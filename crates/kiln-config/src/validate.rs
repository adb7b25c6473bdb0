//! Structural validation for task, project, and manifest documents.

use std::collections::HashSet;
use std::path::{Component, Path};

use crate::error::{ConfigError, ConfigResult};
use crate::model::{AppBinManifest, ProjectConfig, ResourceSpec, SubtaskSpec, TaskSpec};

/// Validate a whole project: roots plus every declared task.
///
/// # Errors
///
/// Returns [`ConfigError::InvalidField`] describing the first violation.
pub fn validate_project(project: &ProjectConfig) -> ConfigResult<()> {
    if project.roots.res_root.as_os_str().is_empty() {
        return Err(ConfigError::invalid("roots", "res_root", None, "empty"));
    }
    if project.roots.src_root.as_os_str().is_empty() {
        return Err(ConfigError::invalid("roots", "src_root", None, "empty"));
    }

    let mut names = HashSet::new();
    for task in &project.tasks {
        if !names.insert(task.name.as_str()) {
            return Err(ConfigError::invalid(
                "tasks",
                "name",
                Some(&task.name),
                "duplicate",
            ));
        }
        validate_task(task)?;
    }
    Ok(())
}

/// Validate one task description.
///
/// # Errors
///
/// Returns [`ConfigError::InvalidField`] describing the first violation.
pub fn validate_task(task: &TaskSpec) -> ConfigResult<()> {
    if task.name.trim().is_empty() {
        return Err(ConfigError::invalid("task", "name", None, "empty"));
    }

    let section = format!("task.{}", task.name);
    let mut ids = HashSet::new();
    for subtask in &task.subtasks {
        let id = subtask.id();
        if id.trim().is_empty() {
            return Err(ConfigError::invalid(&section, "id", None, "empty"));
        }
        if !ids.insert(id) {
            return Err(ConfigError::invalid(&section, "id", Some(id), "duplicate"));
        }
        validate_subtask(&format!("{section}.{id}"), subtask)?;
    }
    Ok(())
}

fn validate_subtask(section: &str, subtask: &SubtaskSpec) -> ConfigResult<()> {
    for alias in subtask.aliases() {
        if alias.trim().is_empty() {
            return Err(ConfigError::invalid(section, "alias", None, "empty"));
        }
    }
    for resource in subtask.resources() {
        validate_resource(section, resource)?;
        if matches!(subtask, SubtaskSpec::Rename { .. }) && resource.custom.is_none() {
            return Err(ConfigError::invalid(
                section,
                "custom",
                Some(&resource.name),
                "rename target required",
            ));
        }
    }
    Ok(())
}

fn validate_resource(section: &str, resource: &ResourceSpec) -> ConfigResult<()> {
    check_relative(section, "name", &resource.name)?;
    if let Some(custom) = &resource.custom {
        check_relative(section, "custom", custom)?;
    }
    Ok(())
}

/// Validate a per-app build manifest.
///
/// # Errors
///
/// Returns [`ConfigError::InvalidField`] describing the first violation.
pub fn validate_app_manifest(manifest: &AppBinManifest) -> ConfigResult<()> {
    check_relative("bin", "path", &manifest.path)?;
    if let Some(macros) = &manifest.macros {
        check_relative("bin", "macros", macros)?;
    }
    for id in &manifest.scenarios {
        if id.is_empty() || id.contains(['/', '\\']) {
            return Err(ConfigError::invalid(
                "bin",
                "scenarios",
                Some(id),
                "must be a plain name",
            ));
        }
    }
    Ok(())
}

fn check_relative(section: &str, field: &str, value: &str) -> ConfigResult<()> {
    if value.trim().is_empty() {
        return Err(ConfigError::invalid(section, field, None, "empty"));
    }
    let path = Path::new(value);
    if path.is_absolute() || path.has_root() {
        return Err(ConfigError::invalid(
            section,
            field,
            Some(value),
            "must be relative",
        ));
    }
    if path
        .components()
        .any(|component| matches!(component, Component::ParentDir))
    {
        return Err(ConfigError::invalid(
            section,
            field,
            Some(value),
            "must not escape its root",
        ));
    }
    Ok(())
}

——————

Exercise instructions:
Repeat the whole listing word for word.

Exercise result:
filename crates/kiln-config/src/validate.rs
repository adb7b25c6473bdb0
//! Structural validation for task, project, and manifest documents.

use std::collections::HashSet;
use std::path::{Component, Path};

use crate::error::{ConfigError, ConfigResult};
use crate::model::{AppBinManifest, ProjectConfig, ResourceSpec, SubtaskSpec, TaskSpec};

/// Validate a whole project: roots plus every declared task.
///
/// # Errors
///
/// Returns [`ConfigError::InvalidField`] describing the first violation.
pub fn validate_project(project: &ProjectConfig) -> ConfigResult<()> {
    if project.roots.res_root.as_os_str().is_empty() {
        return Err(ConfigError::invalid("roots", "res_root", None, "empty"));
    }
    if project.roots.src_root.as_os_str().is_empty() {
        return Err(ConfigError::invalid("roots", "src_root", None, "empty"));
    }

    let mut names = HashSet::new();
    for task in &project.tasks {
        if !names.insert(task.name.as_str()) {
            return Err(ConfigError::invalid(
                "tasks",
                "name",
                Some(&task.name),
                "duplicate",
            ));
        }
        validate_task(task)?;
    }
    Ok(())
}

/// Validate one task description.
///
/// # Errors
///
/// Returns [`ConfigError::InvalidField`] describing the first violation.
pub fn validate_task(task: &TaskSpec) -> ConfigResult<()> {
    if task.name.trim().is_empty() {
        return Err(ConfigError::invalid("task", "name", None, "empty"));
    }

    let section = format!("task.{}", task.name);
    let mut ids = HashSet::new();
    for subtask in &task.subtasks {
        let id = subtask.id();
        if id.trim().is_empty() {
            return Err(ConfigError::invalid(&section, "id", None, "empty"));
        }
        if !ids.insert(id) {
            return Err(ConfigError::invalid(&section, "id", Some(id), "duplicate"));
        }
        validate_subtask(&format!("{section}.{id}"), subtask)?;
    }
    Ok(())
}

fn validate_subtask(section: &str, subtask: &SubtaskSpec) -> ConfigResult<()> {
    for alias in subtask.aliases() {
        if alias.trim().is_empty() {
            return Err(ConfigError::invalid(section, "alias", None, "empty"));
        }
    }
    for resource in subtask.resources() {
        validate_resource(section, resource)?;
        if matches!(subtask, SubtaskSpec::Rename { .. }) && resource.custom.is_none() {
            return Err(ConfigError::invalid(
                section,
                "custom",
                Some(&resource.name),
                "rename target required",
            ));
        }
    }
    Ok(())
}

fn validate_resource(section: &str, resource: &ResourceSpec) -> ConfigResult<()> {
    check_relative(section, "name", &resource.name)?;
    if let Some(custom) = &resource.custom {
        check_relative(section, "custom", custom)?;
    }
    Ok(())
}

/// Validate a per-app build manifest.
///
/// # Errors
///
/// Returns [`ConfigError::InvalidField`] describing the first violation.
pub fn validate_app_manifest(manifest: &AppBinManifest) -> ConfigResult<()> {
    check_relative("bin", "path", &manifest.path)?;
    if let Some(macros) = &manifest.macros {
        check_relative("bin", "macros", macros)?;
    }
    for id in &manifest.scenarios {
        if id.is_empty() || id.contains(['/', '\\']) {
            return Err(ConfigError::invalid(
                "bin",
                "scenarios",
                Some(id),
                "must be a plain name",
            ));
        }
    }
    Ok(())
}

fn check_relative(section: &str, field: &str, value: &str) -> ConfigResult<()> {
    if value.trim().is_empty() {
        return Err(ConfigError::invalid(section, field, None, "empty"));
    }
    let path = Path::new(value);
    if path.is_absolute() || path.has_root() {
        return Err(ConfigError::invalid(
            section,
            field,
            Some(value),
            "must be relative",
        ));
    }
    if path
        .components()
        .any(|component| matches!(component, Component::ParentDir))
    {
        return Err(ConfigError::invalid(
            section,
            field,
            Some(value),
            "must not escape its root",
        ));
    }
    Ok(())
}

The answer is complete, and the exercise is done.